→ Exercise instructions
Using the data below, return all lines in which "loop" appears.

##### Exercise materials #####

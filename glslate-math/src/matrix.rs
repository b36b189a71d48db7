use std::{cmp::min, fmt};

use crate::{error::MathError, vector::Vector};

/// Selects whether an index-based matrix operation targets a row or a column.
#[derive(Debug, Clone, Copy, PartialEq, Eq)]
pub enum Axis {
    Row,
    Col,
}

/// A rows x cols dense grid of `f32`, stored row-major in one flat buffer.
///
/// Immutable value type: every arithmetic operation returns a new `Matrix`.
/// The only in-place mutation is [`Matrix::set`] on an owned instance.
#[derive(Debug, Clone, PartialEq)]
pub struct Matrix {
    rows: usize,
    cols: usize,
    data: Vec<f32>,
}

impl Matrix {
    /// Builds a matrix from a rectangular 2D source.
    ///
    /// Fails with [`MathError::InvalidShape`] when the source is empty or
    /// rows have unequal lengths.
    pub fn from_rows(source: &[Vec<f32>]) -> Result<Self, MathError> {
        if source.is_empty() || source[0].is_empty() {
            return Err(MathError::empty_source());
        }

        let rows = source.len();
        let cols = source[0].len();

        let mut data = Vec::with_capacity(rows * cols);
        for (i, row) in source.iter().enumerate() {
            if row.len() != cols {
                return Err(MathError::jagged_source(i, cols, row.len()));
            }
            data.extend_from_slice(row);
        }

        Ok(Self { rows, cols, data })
    }

    /// Number of rows.
    pub fn rows(&self) -> usize {
        self.rows
    }

    /// Number of columns.
    pub fn cols(&self) -> usize {
        self.cols
    }

    /// `(rows, cols)` pair.
    pub fn size(&self) -> (usize, usize) {
        (self.rows, self.cols)
    }

    pub fn is_square(&self) -> bool {
        self.rows == self.cols
    }

    /// The backing store as a flat row-major float buffer.
    pub fn as_slice(&self) -> &[f32] {
        &self.data
    }

    /// Element at `(row, col)`. Bounds are a caller precondition; the
    /// index maps to `row * cols + col`.
    pub fn get(&self, row: usize, col: usize) -> f32 {
        self.data[row * self.cols + col]
    }

    /// Writes `value` at `(row, col)` in this instance's own buffer.
    pub fn set(&mut self, row: usize, col: usize, value: f32) {
        self.data[row * self.cols + col] = value;
    }

    /// Element-wise sum.
    pub fn add(&self, other: &Matrix) -> Result<Matrix, MathError> {
        self.zip_with(other, "addition", |a, b| a + b)
    }

    /// Element-wise difference.
    pub fn subtract(&self, other: &Matrix) -> Result<Matrix, MathError> {
        self.zip_with(other, "subtraction", |a, b| a - b)
    }

    /// Element-wise scalar multiple.
    pub fn scale(&self, scalar: f32) -> Matrix {
        Matrix {
            rows: self.rows,
            cols: self.cols,
            data: self.data.iter().map(|v| v * scalar).collect(),
        }
    }

    /// Standard matrix product.
    ///
    /// Fails with [`MathError::DimensionMismatch`] when `self.cols !=
    /// other.rows`. Accumulates block-wise (block size = min of 32 and the
    /// three loop extents) for cache locality on larger operands; the result
    /// is numerically identical to the naive triple loop within f32
    /// rounding. O(rows * cols * inner).
    pub fn multiply(&self, other: &Matrix) -> Result<Matrix, MathError> {
        if self.cols != other.rows {
            return Err(MathError::matrix_shapes(
                "multiplication",
                self.size(),
                other.size(),
            ));
        }

        let (m, inner, p) = (self.rows, self.cols, other.cols);
        let block = min(32, min(m, min(p, inner)));

        let mut data = vec![0.0f32; m * p];

        for i0 in (0..m).step_by(block) {
            let i_limit = min(i0 + block, m);
            for j0 in (0..p).step_by(block) {
                let j_limit = min(j0 + block, p);
                for k0 in (0..inner).step_by(block) {
                    let k_limit = min(k0 + block, inner);

                    for i in i0..i_limit {
                        for j in j0..j_limit {
                            let mut sum = data[i * p + j];
                            for k in k0..k_limit {
                                sum += self.data[i * inner + k] * other.data[k * p + j];
                            }
                            data[i * p + j] = sum;
                        }
                    }
                }
            }
        }

        Ok(Matrix { rows: m, cols: p, data })
    }

    /// Copies out the row or column at `index` as a fresh flat buffer.
    pub fn extract(&self, index: usize, axis: Axis) -> Result<Vec<f32>, MathError> {
        match axis {
            Axis::Row => {
                if index >= self.rows {
                    return Err(MathError::row_out_of_range(index, self.rows));
                }
                Ok(self.data[index * self.cols..(index + 1) * self.cols].to_vec())
            },
            Axis::Col => {
                if index >= self.cols {
                    return Err(MathError::col_out_of_range(index, self.cols));
                }
                Ok((0..self.rows).map(|i| self.data[i * self.cols + index]).collect())
            },
        }
    }

    /// Returns a new matrix with the row or column at `index` replaced.
    ///
    /// `values` must match the target line's length exactly.
    pub fn replace(&self, index: usize, values: &[f32], axis: Axis) -> Result<Matrix, MathError> {
        let mut data = self.data.clone();

        match axis {
            Axis::Row => {
                if index >= self.rows {
                    return Err(MathError::row_out_of_range(index, self.rows));
                }
                if values.len() != self.cols {
                    return Err(MathError::replacement_length(self.cols, values.len()));
                }
                data[index * self.cols..(index + 1) * self.cols].copy_from_slice(values);
            },
            Axis::Col => {
                if index >= self.cols {
                    return Err(MathError::col_out_of_range(index, self.cols));
                }
                if values.len() != self.rows {
                    return Err(MathError::replacement_length(self.rows, values.len()));
                }
                for (i, &value) in values.iter().enumerate() {
                    data[i * self.cols + index] = value;
                }
            },
        }

        Ok(Matrix { rows: self.rows, cols: self.cols, data })
    }

    /// Flattens a rectangular 2D grid into one row-major float buffer.
    ///
    /// An empty source yields an empty buffer; jagged rows fail with
    /// [`MathError::InvalidShape`].
    pub fn flatten_rows(source: &[Vec<f32>]) -> Result<Vec<f32>, MathError> {
        if source.is_empty() {
            return Ok(Vec::new());
        }

        let cols = source[0].len();
        let mut flat = Vec::with_capacity(source.len() * cols);
        for (i, row) in source.iter().enumerate() {
            if row.len() != cols {
                return Err(MathError::jagged_source(i, cols, row.len()));
            }
            flat.extend_from_slice(row);
        }

        Ok(flat)
    }

    /// Flattens an ordered sequence of same-dimension vectors into one
    /// row-major float buffer, one vector per row.
    ///
    /// Used to prepare geometry for GPU upload. An empty sequence yields an
    /// empty buffer; mixed dimensions fail with
    /// [`MathError::DimensionMismatch`].
    pub fn flatten_vectors(vectors: &[Vector]) -> Result<Vec<f32>, MathError> {
        let Some(first) = vectors.first() else {
            return Ok(Vec::new());
        };

        let dimension = first.dimension();
        let mut flat = Vec::with_capacity(vectors.len() * dimension);
        for v in vectors {
            if v.dimension() != dimension {
                return Err(MathError::vector_dimensions(
                    "flattening",
                    dimension,
                    v.dimension(),
                ));
            }
            flat.extend_from_slice(v.as_slice());
        }

        Ok(flat)
    }

    fn zip_with(
        &self,
        other: &Matrix,
        operation: &str,
        f: impl Fn(f32, f32) -> f32,
    ) -> Result<Matrix, MathError> {
        if self.size() != other.size() {
            return Err(MathError::matrix_shapes(operation, self.size(), other.size()));
        }

        let data: Vec<f32> = self
            .data
            .iter()
            .zip(&other.data)
            .map(|(&a, &b)| f(a, b))
            .collect();

        Ok(Matrix { rows: self.rows, cols: self.cols, data })
    }
}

#####

→ Final answer
    /// three loop extents) for cache locality on larger operands; the result
    /// is numerically identical to the naive triple loop within f32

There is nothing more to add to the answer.